Taken at face value these projects all echo the hubris of Ellsworth Huntington from 1915: ‘If we can conquer climate, the whole world will become stronger and nobler’ (1915/2001, 294). It seems unlikely that any of these global mega-engineering projects will offer the salvation that is sought (Fleming 2006b). An alternative way to appreciate our fears about the climatic future, and hence to suggest an un-engineered route out of these fears, is to read climate through culture (e.g. O’Riordan and Jordan 1999; Golinksi 2007). The fear of unknown climatic causes was dissolved through Enlightenment rationality and the fear of unknown climatic places was dissolved through the collapse of the Imperial project. If we can read our contemporary discourse of climate catastrophe as embedded in, and shaped by, contemporary culture, might we thus offer the prospect of re-situating these fears about the climatic future as cultures change? It is perhaps in this direction that Steve Yearley is pointing when he distinguishes between the
‘substantivist’ position on environmental risks and those who take a symbolic reading of them (Yearley 2006). The former position would see the fears associated with prospective climate change as material and dominant, whereas the latter would place these fears as symbolic and recessive, situated in a psychological deficit, as we see our intuitive sense of Nature – in this case our sense of natural climate – dissembled. For Yearley, ‘we need to read the cultural message [of climate change] for its underlying content’
(2006, 14). Two such cultural readings most immediately present themselves. Andrew Ross (1991) was one of the first commentators to put global warming into the context of the globalising tendencies of the post-1980s, tendencies which have recently been caricatured as the ‘creative destruction’ of neo-liberalism by Harvey (2006). We noted earlier the significance of the collapse of Communism in 1989 for the emergence of the discourse of climate catastrophe – fears were transferred from nuclear apocalypse to climate apocalypse – but Ross extends his analysis further by suggesting that the very construction of the idea of a
‘global climate’ in the 1980s, one that could be measured and monitored, was contingent upon the wider globalisation movement.

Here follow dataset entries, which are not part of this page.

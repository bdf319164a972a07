use crate::strategy::StrategyError;

/// Service-level error types for the analyzer.
/// Feed and API failures are recoverable; the service keeps polling and
/// serving. Strategy construction errors pass through untouched so the
/// caller can tell exactly which invariant its inputs violated.
#[derive(Debug, thiserror::Error)]
pub enum AnalyzerError {
    #[error("network error: {0}")]
    Network(String),

    #[error("parse error: {0}")]
    Parse(String),

    #[error("chain feed error: {0}")]
    ChainFeed(String),

    #[error("database error: {0}")]
    Database(String),

    #[error("config error: {0}")]
    Config(String),

    #[error("file error: {0}")]
    File(String),

    #[error(transparent)]
    Strategy(#[from] StrategyError),
}

impl From<reqwest::Error> for AnalyzerError {
    fn from(e: reqwest::Error) -> Self {
        AnalyzerError::Network(e.to_string())
    }
}

impl From<serde_json::Error> for AnalyzerError {
    fn from(e: serde_json::Error) -> Self {
        AnalyzerError::Parse(e.to_string())
    }
}

impl From<rusqlite::Error> for AnalyzerError {
    fn from(e: rusqlite::Error) -> Self {
        AnalyzerError::Database(e.to_string())
    }
}

impl From<csv::Error> for AnalyzerError {
    fn from(e: csv::Error) -> Self {
        AnalyzerError::File(e.to_string())
    }
}

impl From<std::io::Error> for AnalyzerError {
    fn from(e: std::io::Error) -> Self {
        AnalyzerError::File(e.to_string())
    }
}

pub type AnalyzerResult<T> = Result<T, AnalyzerError>;
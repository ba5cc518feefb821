// Python runtime installer.
//
// Windows: the official python.org installer run with `/quiet` into our own
// directory (no system PATH changes by the installer itself; we manage PATH).
// Elsewhere: a relocatable python-build-standalone archive.

use super::Installer;
use crate::schemas::tools::{InstallMethod, InstallSpec, ToolId};

pub fn default_spec() -> InstallSpec {
    if cfg!(windows) {
        InstallSpec {
            url: "https://www.python.org/ftp/python/3.12.6/python-3.12.6-amd64.exe".to_string(),
            artifact_name: "runtime-python-installer.exe".to_string(),
            sha256: None,
            install_dir: "python".to_string(),
            method: InstallMethod::Installer {
                args: vec![
                    "/quiet".to_string(),
                    "InstallAllUsers=0".to_string(),
                    "PrependPath=0".to_string(),
                    "Include_test=0".to_string(),
                    "TargetDir={install_dir}".to_string(),
                ],
            },
            root_pattern: None,
            markers: vec!["python.exe".to_string()],
            // Root holds python.exe, Scripts holds pip.
            path_entries: vec![String::new(), "Scripts".to_string()],
            prerequisite: None,
        }
    } else {
        InstallSpec {
            url: "https://github.com/indygreg/python-build-standalone/releases/download/20240909/cpython-3.12.6+20240909-x86_64-unknown-linux-gnu-install_only.tar.gz".to_string(),
            artifact_name: "runtime-python.tar.gz".to_string(),
            sha256: None,
            install_dir: "python".to_string(),
            method: InstallMethod::Archive,
            root_pattern: Some("python*".to_string()),
            markers: vec!["bin/python3".to_string()],
            path_entries: vec!["bin".to_string()],
            prerequisite: None,
        }
    }
}

pub struct RuntimeInstaller {
    spec: InstallSpec,
}

impl RuntimeInstaller {
    pub fn new(spec: InstallSpec) -> Self {
        RuntimeInstaller { spec }
    }
}

impl Installer for RuntimeInstaller {
    fn tool(&self) -> ToolId {
        ToolId::Runtime
    }

    fn spec(&self) -> &InstallSpec {
        &self.spec
    }
}
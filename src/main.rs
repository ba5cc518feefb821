// setup-devkit: provisions a C/C++ toolchain, a Python runtime, a JDK and an
// editor into a private install root and puts them on PATH.

mod cli;
mod commands;
mod installers;
mod libs;
mod logger;
mod schemas;

use clap::Parser;
use cli::cmd_enums::{Cli, Commands};
use commands::{install, list};

fn main() -> anyhow::Result<()> {
    let cli = Cli::parse();
    logger::init(cli.debug);

    match cli.command {
        Commands::Install {
            select,
            strategy,
            config,
            dry_run,
        } => install::run(select, strategy, config, dry_run),
        Commands::List { config } => list::run(config),
    }
}
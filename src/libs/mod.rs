// Core library: selection, environment, downloads, processes, progress and
// the orchestrator that ties them together.

// Selection text -> set of tools.
pub mod selection;
// PATH and variable persistence behind a single lock.
pub mod environment;
// Artifact downloads with timeout, retry and checksum verification.
pub mod fetch;
// Launching installers and extractors.
pub mod process;
// Per-tool progress, aggregate snapshots and console rendering.
pub mod progress;
// Sequential and concurrent scheduling, cleanup and the final report.
pub mod orchestrator;
// `config.yaml` loading.
pub mod config_loading;
pub mod utilities;

#[cfg(test)]
pub(crate) mod testing;
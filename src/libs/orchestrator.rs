//! # Install Orchestrator
//!
//! Drives one run over a `Selection`:
//!
//! * **Sequential** - one tool after another on the calling thread. Every stage
//!   change is forwarded to the observer through an attached `ProgressTracker`.
//! * **Concurrent** - one named worker thread per tool. Workers keep their
//!   fine-grained progress to themselves; the orchestrator polls the join
//!   handles every `poll_interval` and reports an `AggregateSnapshot`
//!   ("N of M completed") built purely from thread completion.
//!
//! Whatever the strategy, every selected tool ends up with exactly one
//! `InstallOutcome`, a failing or panicking installer never affects the others,
//! and the working directory is removed once every unit is finished.

use chrono::{DateTime, Local};
use colored::Colorize;
use std::any::Any;
use std::sync::Arc;
use std::thread::{self, JoinHandle};
use std::time::{Duration, Instant};

use crate::installers::{InstallContext, Installer, InstallerRegistry};
use crate::libs::progress::{ProgressObserver, ProgressTracker, Spinner};
use crate::libs::selection::Selection;
use crate::libs::utilities::file_operations::remove_dir_best_effort;
use crate::libs::utilities::misc_utils::format_elapsed;
use crate::schemas::progress::{AggregateSnapshot, UnitState};
use crate::schemas::settings::Strategy;
use crate::schemas::tools::{InstallOutcome, ToolId};
use crate::{log_debug, log_error, log_info, log_warn};

/// Everything a finished run has to say.
#[derive(Debug, Clone)]
pub struct RunReport {
    /// One outcome per selected tool, in selection order.
    pub outcomes: Vec<InstallOutcome>,
    pub elapsed: Duration,
    pub started_at: DateTime<Local>,
    pub cleanup_attempted: bool,
    pub cleanup_ok: bool,
}

impl RunReport {
    pub fn succeeded(&self) -> usize {
        self.outcomes.iter().filter(|o| o.succeeded).count()
    }

    pub fn failed(&self) -> usize {
        self.outcomes.len() - self.succeeded()
    }

    /// Plain-text summary, one line per tool.
    pub fn summary_lines(&self) -> Vec<String> {
        self.outcomes.iter().map(summary_line).collect()
    }

    pub fn print_summary(&self) {
        println!();
        println!(
            "{} (started {}, took {})",
            "Summary".bold(),
            self.started_at.format("%Y-%m-%d %H:%M:%S"),
            format_elapsed(self.elapsed)
        );
        for (outcome, line) in self.outcomes.iter().zip(self.summary_lines()) {
            if !outcome.succeeded {
                println!("  {}", line.red());
            } else if outcome.warning.is_some() {
                println!("  {}", line.yellow());
            } else {
                println!("  {}", line.green());
            }
        }
        if self.cleanup_attempted && !self.cleanup_ok {
            println!("  {}", "Downloaded files could not be removed completely.".yellow());
        }
        println!(
            "{} installed, {} failed",
            self.succeeded().to_string().green(),
            self.failed().to_string().red()
        );
    }
}

fn summary_line(outcome: &InstallOutcome) -> String {
    let name = outcome.tool.display_name();
    if !outcome.succeeded {
        return format!(
            "{}: FAILED: {}",
            name,
            outcome.message.as_deref().unwrap_or("unknown error")
        );
    }
    let path = outcome
        .resolved_install_path
        .as_deref()
        .map(|p| p.display().to_string())
        .unwrap_or_default();
    match &outcome.warning {
        Some(warning) => format!("{}: installed at {} (warning: {})", name, path, warning),
        None => format!("{}: installed at {}", name, path),
    }
}

pub struct Orchestrator {
    registry: InstallerRegistry,
    context: Arc<InstallContext>,
    strategy: Strategy,
    poll_interval: Duration,
}

impl Orchestrator {
    pub fn new(
        registry: InstallerRegistry,
        context: Arc<InstallContext>,
        strategy: Strategy,
        poll_interval: Duration,
    ) -> Self {
        Orchestrator {
            registry,
            context,
            strategy,
            poll_interval,
        }
    }

    /// Installs every tool in `selection`. Never fails: problems end up in the
    /// individual outcomes of the returned report.
    pub fn run(&self, selection: &Selection, observer: &mut dyn ProgressObserver) -> RunReport {
        let started_at = Local::now();
        let started = Instant::now();
        log_info!(
            "[Devkit::Orchestrator] Installing {} tool(s) using the {} strategy",
            selection.len(),
            self.strategy.to_string().bold()
        );

        let outcomes = match self.strategy {
            Strategy::Sequential => self.run_sequential(selection, observer),
            Strategy::Concurrent => self.run_concurrent(selection, observer, started),
        };

        // Every unit is finished at this point, so nothing still reads the artifacts.
        let cleanup_ok = remove_dir_best_effort(&self.context.work_dir);

        RunReport {
            outcomes,
            elapsed: started.elapsed(),
            started_at,
            cleanup_attempted: true,
            cleanup_ok,
        }
    }

    fn installer_for(&self, tool: ToolId) -> Option<Arc<dyn Installer>> {
        let installer = self.registry.get(&tool).cloned();
        if installer.is_none() {
            log_error!("[Devkit::Orchestrator] No installer registered for {}", tool);
        }
        installer
    }

    fn run_sequential(&self, selection: &Selection, observer: &mut dyn ProgressObserver) -> Vec<InstallOutcome> {
        let total = selection.len();
        let mut outcomes = Vec::with_capacity(total);
        for (index, &tool) in selection.iter().enumerate() {
            observer.tool_started(index + 1, total, tool);
            let outcome = match self.installer_for(tool) {
                Some(installer) => {
                    let mut tracker = ProgressTracker::attached(tool, &mut *observer);
                    installer.install(&self.context, &mut tracker)
                }
                None => not_registered(tool),
            };
            observer.tool_finished(&outcome);
            outcomes.push(outcome);
        }
        outcomes
    }

    fn run_concurrent(
        &self,
        selection: &Selection,
        observer: &mut dyn ProgressObserver,
        started: Instant,
    ) -> Vec<InstallOutcome> {
        let mut units: Vec<Unit> = selection.iter().map(|&tool| Unit::queued(tool)).collect();
        let mut spinner = Spinner::default();
        if !units.is_empty() {
            observer.aggregate(&snapshot(&units, started, spinner.next_glyph()));
        }

        for unit in units.iter_mut() {
            self.start(unit);
            if let Some(outcome) = &unit.outcome {
                observer.tool_finished(outcome);
            }
        }

        loop {
            for unit in units.iter_mut() {
                if let Some(outcome) = unit.poll() {
                    observer.tool_finished(outcome);
                }
            }

            let current = snapshot(&units, started, spinner.next_glyph());
            observer.aggregate(&current);
            if current.is_done() {
                break;
            }
            thread::sleep(self.poll_interval);
        }

        units.into_iter().filter_map(Unit::into_outcome).collect()
    }

    /// Moves a queued unit to Running, or straight to Failed when no worker
    /// can be started for it.
    fn start(&self, unit: &mut Unit) {
        let tool = unit.tool;
        let Some(installer) = self.installer_for(tool) else {
            unit.outcome = Some(not_registered(tool));
            return;
        };
        let ctx = Arc::clone(&self.context);
        let spawned = thread::Builder::new()
            .name(format!("install-{}", tool))
            .spawn(move || installer.install(&ctx, &mut ProgressTracker::detached(tool)));
        match spawned {
            Ok(handle) => {
                log_debug!("[Devkit::Orchestrator] Worker for {} started", tool);
                unit.handle = Some(handle);
            }
            Err(e) => {
                log_error!("[Devkit::Orchestrator] Could not start a worker for {}: {}", tool, e);
                unit.outcome = Some(InstallOutcome::failed(tool, format!("could not start worker: {}", e)));
            }
        }
    }
}

fn snapshot(units: &[Unit], started: Instant, glyph: char) -> AggregateSnapshot {
    AggregateSnapshot {
        completed: units.iter().filter(|u| u.state().is_finished()).count(),
        total: units.len(),
        elapsed: started.elapsed(),
        glyph,
        units: units.iter().map(|u| (u.tool, u.state())).collect(),
    }
}

/// One tool under the concurrent strategy.
struct Unit {
    tool: ToolId,
    handle: Option<JoinHandle<InstallOutcome>>,
    outcome: Option<InstallOutcome>,
}

impl Unit {
    fn queued(tool: ToolId) -> Self {
        Unit {
            tool,
            handle: None,
            outcome: None,
        }
    }

    fn state(&self) -> UnitState {
        match &self.outcome {
            Some(outcome) if outcome.succeeded => UnitState::Completed,
            Some(_) => UnitState::Failed,
            None if self.handle.is_some() => UnitState::Running,
            None => UnitState::Queued,
        }
    }

    /// Joins the worker if it has finished. Returns the outcome the first time
    /// it becomes available.
    fn poll(&mut self) -> Option<&InstallOutcome> {
        if !self.handle.as_ref().is_some_and(JoinHandle::is_finished) {
            return None;
        }
        let handle = self.handle.take()?;
        let outcome = match handle.join() {
            Ok(outcome) => outcome,
            Err(payload) => {
                let reason = panic_message(&*payload);
                log_error!("[Devkit::Orchestrator] Installer for {} panicked: {}", self.tool, reason);
                InstallOutcome::failed(self.tool, format!("installer panicked: {}", reason))
            }
        };
        self.outcome = Some(outcome);
        self.outcome.as_ref()
    }

    fn into_outcome(self) -> Option<InstallOutcome> {
        if self.outcome.is_none() {
            log_warn!("[Devkit::Orchestrator] {} never reported an outcome", self.tool);
        }
        self.outcome
    }
}

fn not_registered(tool: ToolId) -> InstallOutcome {
    InstallOutcome::failed(tool, "no installer registered for this tool")
}

fn panic_message(payload: &(dyn Any + Send)) -> String {
    if let Some(s) = payload.downcast_ref::<&str>() {
        s.to_string()
    } else if let Some(s) = payload.downcast_ref::<String>() {
        s.clone()
    } else {
        "unknown panic".to_string()
    }
}
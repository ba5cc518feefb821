// Progress reporting.
//
// Sequential runs report every stage of every tool through a `ProgressTracker`
// attached to an observer. Concurrent runs give each worker a detached tracker
// (its state stays private to the worker) and the orchestrator reports only an
// aggregate `AggregateSnapshot` built from thread completion.

use colored::Colorize;
use std::io::Write;

use crate::libs::utilities::misc_utils::format_elapsed;
use crate::log_debug;
use crate::schemas::progress::{AggregateSnapshot, ProgressState, Stage};
use crate::schemas::tools::{InstallOutcome, ToolId};

/// Receives progress events from the orchestrator.
pub trait ProgressObserver {
    /// A sequential run is starting tool `position` (1-based) of `total`.
    fn tool_started(&mut self, _position: usize, _total: usize, _tool: ToolId) {}
    /// A tool moved to a new stage. Only emitted under the sequential strategy.
    fn stage_changed(&mut self, _tool: ToolId, _state: &ProgressState) {}
    fn tool_finished(&mut self, _outcome: &InstallOutcome) {}
    /// Periodic "N of M completed" poll. Only emitted under the concurrent strategy.
    fn aggregate(&mut self, _snapshot: &AggregateSnapshot) {}
}

/// Per-tool progress handle passed to an installer.
pub struct ProgressTracker<'a> {
    tool: ToolId,
    state: ProgressState,
    observer: Option<&'a mut dyn ProgressObserver>,
}

impl ProgressTracker<'static> {
    /// Tracker whose state never leaves the worker that owns it.
    pub fn detached(tool: ToolId) -> Self {
        ProgressTracker {
            tool,
            state: ProgressState::new(tool),
            observer: None,
        }
    }
}

impl<'a> ProgressTracker<'a> {
    /// Tracker that forwards every stage change to `observer`.
    pub fn attached(tool: ToolId, observer: &'a mut dyn ProgressObserver) -> Self {
        ProgressTracker {
            tool,
            state: ProgressState::new(tool),
            observer: Some(observer),
        }
    }

    pub fn state(&self) -> &ProgressState {
        &self.state
    }

    pub fn advance(&mut self, stage: Stage, status: impl Into<String>) {
        self.state.advance(stage, status);
        log_debug!(
            "[Devkit::Progress] {} {}% {}",
            self.tool,
            self.state.percent,
            self.state.status
        );
        if let Some(observer) = self.observer.as_deref_mut() {
            observer.stage_changed(self.tool, &self.state);
        }
    }
}

/// Rotating liveness glyph for the concurrent display.
#[derive(Debug, Default)]
pub struct Spinner {
    tick: usize,
}

impl Spinner {
    const FRAMES: [char; 4] = ['|', '/', '-', '\\'];

    /// Returns the current frame and moves to the next one.
    pub fn next_glyph(&mut self) -> char {
        let glyph = Self::FRAMES[self.tick % Self::FRAMES.len()];
        self.tick = self.tick.wrapping_add(1);
        glyph
    }
}

/// Renders progress to stderr.
#[derive(Debug, Default)]
pub struct ConsoleReporter {
    /// Whether the last thing written was an in-place aggregate line.
    inline_active: bool,
}

impl ConsoleReporter {
    pub fn new() -> Self {
        Self::default()
    }

    fn end_inline(&mut self) {
        if self.inline_active {
            eprintln!();
            self.inline_active = false;
        }
    }
}

/// `[#####-----]` style bar, ten cells wide.
pub fn render_bar(percent: u8) -> String {
    let filled = (percent.min(100) as usize) / 10;
    format!("[{}{}]", "#".repeat(filled), "-".repeat(10 - filled))
}

/// Single-line text for an aggregate snapshot.
pub fn render_aggregate(snapshot: &AggregateSnapshot) -> String {
    format!(
        "{} {} of {} completed (elapsed {})",
        snapshot.glyph,
        snapshot.completed,
        snapshot.total,
        format_elapsed(snapshot.elapsed)
    )
}

impl ProgressObserver for ConsoleReporter {
    fn tool_started(&mut self, position: usize, total: usize, tool: ToolId) {
        self.end_inline();
        eprintln!(
            "{} {}",
            format!("[{}/{}]", position, total).bright_blue().bold(),
            tool.display_name().bold()
        );
    }

    fn stage_changed(&mut self, _tool: ToolId, state: &ProgressState) {
        let line = format!("    {} {:>3}% {}", render_bar(state.percent), state.percent, state.status);
        match state.stage {
            Stage::Failed => eprintln!("{}", line.red()),
            Stage::Succeeded => eprintln!("{}", line.green()),
            _ => eprintln!("{}", line),
        }
    }

    fn tool_finished(&mut self, outcome: &InstallOutcome) {
        self.end_inline();
        if let Some(warning) = &outcome.warning {
            eprintln!("    {} {}", "warning:".yellow(), warning);
        }
    }

    fn aggregate(&mut self, snapshot: &AggregateSnapshot) {
        eprint!("\r{}", render_aggregate(snapshot).cyan());
        let _ = std::io::stderr().flush();
        self.inline_active = true;
        if snapshot.is_done() {
            self.end_inline();
        }
    }
}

‘Instead of feeling the weather as we have felt it historically, as part of a shared local, or even national culture, we are encouraged to think of it globally’ (Ross 1991, 25). This interconnectedness between globalisation, ideology and the global environment has also been explored by Dalby (2007), and for him the discourse of global climate catastrophe cannot be understood outside this particular geopolitical and cultural setting. A second cultural reading of contemporary climate change would use the idea of ecological modernisation as introduced by Hajer (1995). For Hajer, anthropogenic global climate change is an emblematic example of a phenomenon constructed through the interaction of three trends – a material change in environmental conditions, a heightened
ecological consciousness affecting public values, and the growing institutional managerialism of capitalist economies. For Hajer – as for later commentators from science and technology studies (e.g. Millstone 2005; Oels 2005; Demeritt 2006) – an emerging discourse of climate catastrophe reveals more about the struggle for ascendancy between the institutions of science, government, business and civil society than it does about a physical reality waiting to strike
. The contemporary discourse of climate catastrophe may also be tapping into a deeper and non-negotiable human anxiety about the future, an anxiety which is merely attaching itself at the current time to the portended climates of the future – future climates offered up to society by the predictive claims of science. Science has never before offered such putative knowledge of the far future, complete with uncertainty ranges, tipping points and probabilities, and so our fragile and nervous human psyche has latched onto such pronouncements with vigour. ‘Today our expertise and our worries turn towards the weather because our industrious know-how is acting, perhaps catastrophically, on global nature’ (Serres 1995, 27). Climate change provides
a conduit, a lightening rod, for materialising our immaterial angst. Yearley (2006) explores these ‘phenomenology of nature’ worries as exemplified in Bill McKibbin's classic book The end of nature (McKibbin 1989), and as more recently articulated in Jules
Pretty's series of essays The Earth only endures (Pretty 2007).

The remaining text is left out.